Another benchmark Nvidia showed encompassed large language models (LLMs), utilizing a Llama 2 7B int4 LLM workload. Nvidia pitted the mobile RTX 4090 against the M3 Max and the mobile RTX 4050 against Apple's baseline M3 chip. The RTX 4090 was 42% faster than the M3 Max, but with a batch size of eight, the chip was 90% faster. Similarly, the mobile RTX 4050 was 48% faster than the Apple M3, but with a batch size of eight, the RTX 4050 was 90% quicker. Batch size changes are an optimization that can improve AI performance, depending on the architecture.

Nvidia showed a third benchmark using UL Procyon Stable Diffusion 1.5 against AMD. For this test, Nvidia pitted its entire RTX 40-series desktop GPU lineup against AMD's Radeon RX 7900 XTX. Every Nvidia GPU, starting from the RTX 4070 Super and higher, outperformed AMD's flagship — and the RTX 4090 outperformed it by 2.8x. The RTX 4060 Ti and RTX 4060 were noticeably slower, however. The takeaway is that Nvidia's flagship GPU is substantially quicker than the equivalent AMD GPU, at least in this specific workload. (Our own Stable Diffusion benchmarks tell a similar story, with the 4090 beating the 7900 XTX by 2.75X at 768x768 generation and 2.86X with 512x512 image generation.)

With the spotlight on NPU-equipped AI laptops and AI PCs this year, Nvidia is reminding everyone that its RTX GPUs are already far more potent alternatives. Not only are they very powerful, there are substantially more RTX GPUs out in the wild today than there are NPU-equipped PCs — meaning many existing laptops and PCs with RTX cards are already AI-ready.

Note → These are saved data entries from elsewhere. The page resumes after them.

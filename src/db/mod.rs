use sqlx::{postgres::PgPoolOptions, PgPool};
use std::time::Duration;

/// Initialize PostgreSQL connection pool
///
/// Every in-flight verification also holds one listener connection, so the
/// pool is sized above the expected number of concurrent captures.
pub async fn init_pool(database_url: &str) -> Result<PgPool, sqlx::Error> {
    PgPoolOptions::new()
        .max_connections(20)
        .min_connections(2)
        .acquire_timeout(Duration::from_secs(10))
        .idle_timeout(Duration::from_secs(600))
        .max_lifetime(Duration::from_secs(1800))
        .connect(database_url)
        .await
}

/// Run database migrations
pub async fn run_migrations(pool: &PgPool) -> Result<(), sqlx::Error> {
    sqlx::migrate!("./migrations")
        .run(pool)
        .await
        .map_err(|e| sqlx::Error::Migrate(Box::new(e)))
}

pub mod queries;
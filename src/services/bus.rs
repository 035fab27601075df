use async_trait::async_trait;
use sqlx::postgres::PgListener;
use sqlx::PgPool;
use std::collections::HashMap;
use std::sync::atomic::{AtomicU64, Ordering};
use std::sync::{Mutex, MutexGuard, PoisonError};
use tokio::sync::mpsc;
use tokio::task::JoinHandle;
use uuid::Uuid;

use crate::models::work_item::WorkItemChange;

/// Channel the work item table publishes its status changes on.
pub const WORK_ITEM_TOPIC: &str = "verification_work_items";

/// Events buffered per subscription before the forwarder waits.
const EVENT_BUFFER: usize = 16;

/// Predicate applied to every change on a topic before delivery.
#[derive(Debug, Clone, Copy, PartialEq, Eq)]
pub enum RowFilter {
    IdEquals(Uuid),
}

impl RowFilter {
    pub fn matches(&self, change: &WorkItemChange) -> bool {
        match self {
            RowFilter::IdEquals(id) => change.id == *id,
        }
    }
}

/// Identifies one registration on a bus.
#[derive(Debug, Clone, PartialEq, Eq, Hash)]
pub struct SubscriptionHandle {
    pub id: u64,
    pub topic: String,
}

pub type ChangeEvent = Result<WorkItemChange, BusError>;

/// A live registration: its handle plus the stream of filtered events.
#[derive(Debug)]
pub struct Subscription {
    pub handle: SubscriptionHandle,
    pub events: mpsc::Receiver<ChangeEvent>,
}

/// Publish/subscribe facility for work item changes.
///
/// `unsubscribe` is synchronous so it can run from `Drop`.
#[async_trait]
pub trait NotificationBus: Send + Sync {
    async fn subscribe(&self, topic: &str, filter: RowFilter) -> Result<Subscription, BusError>;

    fn unsubscribe(&self, handle: &SubscriptionHandle);
}

/// Postgres LISTEN/NOTIFY backed bus.
///
/// Every subscription owns a dedicated listener connection driven by a
/// forwarding task; unsubscribing aborts the task, which drops the
/// connection and with it the LISTEN registration.
pub struct PgNotificationBus {
    pool: PgPool,
    next_id: AtomicU64,
    forwarders: Mutex<HashMap<u64, JoinHandle<()>>>,
}

impl PgNotificationBus {
    pub fn new(pool: PgPool) -> Self {
        Self {
            pool,
            next_id: AtomicU64::new(1),
            forwarders: Mutex::new(HashMap::new()),
        }
    }

    /// Number of forwarding tasks still registered.
    pub fn active_subscriptions(&self) -> usize {
        self.registry().len()
    }

    fn registry(&self) -> MutexGuard<'_, HashMap<u64, JoinHandle<()>>> {
        self.forwarders.lock().unwrap_or_else(PoisonError::into_inner)
    }

    /// Spawn a forwarder with the registry already locked, so a task is
    /// never running without an entry that `unsubscribe` can abort.
    fn register<F>(&self, spawn: F) -> u64
    where
        F: FnOnce() -> JoinHandle<()>,
    {
        let mut forwarders = self.registry();
        let id = self.next_id.fetch_add(1, Ordering::Relaxed);
        forwarders.insert(id, spawn());
        id
    }
}

#[async_trait]
impl NotificationBus for PgNotificationBus {
    async fn subscribe(&self, topic: &str, filter: RowFilter) -> Result<Subscription, BusError> {
        let mut listener = PgListener::connect_with(&self.pool)
            .await
            .map_err(BusError::Database)?;
        listener.listen(topic).await.map_err(BusError::Database)?;

        let (tx, rx) = mpsc::channel(EVENT_BUFFER);
        let id = self.register(|| tokio::spawn(forward_notifications(listener, filter, tx)));

        tracing::debug!(subscription_id = id, topic, "Subscribed to work item changes");

        Ok(Subscription {
            handle: SubscriptionHandle {
                id,
                topic: topic.to_string(),
            },
            events: rx,
        })
    }

    fn unsubscribe(&self, handle: &SubscriptionHandle) {
        let task = self.registry().remove(&handle.id);

        if let Some(task) = task {
            task.abort();
            tracing::debug!(subscription_id = handle.id, topic = %handle.topic, "Unsubscribed");
        }
    }
}

async fn forward_notifications(
    mut listener: PgListener,
    filter: RowFilter,
    tx: mpsc::Sender<ChangeEvent>,
) {
    loop {
        let notification = match listener.recv().await {
            Ok(n) => n,
            Err(e) => {
                tracing::warn!(error = %e, "Notification listener failed");
                let _ = tx.send(Err(BusError::Database(e))).await;
                return;
            }
        };

        let change: WorkItemChange = match serde_json::from_str(notification.payload()) {
            Ok(change) => change,
            Err(e) => {
                tracing::warn!(
                    error = %e,
                    channel = notification.channel(),
                    "Skipping malformed change notification"
                );
                continue;
            }
        };

        if !filter.matches(&change) {
            continue;
        }

        if tx.send(Ok(change)).await.is_err() {
            // Receiver gone; nobody is waiting on this subscription anymore.
            return;
        }
    }
}

#[derive(Debug, thiserror::Error)]
pub enum BusError {
    #[error("Database listener error: {0}")]
    Database(#[from] sqlx::Error),

    #[error("Bus unavailable: {0}")]
    Unavailable(String),
}
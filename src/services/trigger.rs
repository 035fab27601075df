use async_trait::async_trait;
use uuid::Uuid;

use crate::models::work_item::CapturedImage;
use crate::services::queue::QueueError;

/// One-way request asking the detection worker to start on a work item.
///
/// Implementations return once the request has been accepted; they never
/// wait for processing to finish.
#[async_trait]
pub trait ProcessingTrigger: Send + Sync {
    async fn trigger(&self, work_item_id: Uuid, payload: &CapturedImage) -> Result<(), TriggerError>;
}

#[derive(Debug, thiserror::Error)]
pub enum TriggerError {
    #[error("Detection queue rejected job: {0}")]
    Queue(#[from] QueueError),

    #[error("Trigger unavailable: {0}")]
    Unavailable(String),
}
use axum::extract::State;
use axum::response::IntoResponse;
use metrics_exporter_prometheus::PrometheusHandle;
use std::sync::Arc;

/// Prometheus metrics scrape endpoint.
pub async fn prometheus_metrics(State(handle): State<Arc<PrometheusHandle>>) -> impl IntoResponse {
    handle.render()
}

Nvidia does make a good point: Its RTX GPUs do provide more performance compared to the latest NPUs seen on Qualcomm's Snapdragon X Elite and AMD's Ryzen 8040 series counterparts. However, we have yet to see Nvidia RTX GPUs become a crucial part of AI PCs. Microsoft's official definition for AI PCs requires the addition of an NPU alongside the CPU/GPU — meaning most RTX-equipped systems are still "unqualified" as most do not have built-in NPUs.

Microsoft is also clearly looking at not just raw computational power, but on the efficiency of doing the work. That an RTX 4090 Laptop GPU can pummel integrated NPUs shouldn't surprise everyone. But the mobile 4090 is also rated to draw 80W to 150W of power, roughly 2X to 5X more than what many of these mobile processors require.

It will be interesting to see if Microsoft changes its mind on the definition of an AI PC in the future — or more specifically, when it will change the definition and in what ways. 45 TOPS as a baseline level of performance, via an energy efficient NPU, will bring AI acceleration to mainstream consumers. In fact, Microsoft even insists that its Copilot software run on the NPU instead of the GPU, to improve battery life. But it's inevitable that at some point we'll have AI tools that need far more than this initial 45 TOPS of compute, and dedicated GPUs are already far down that path.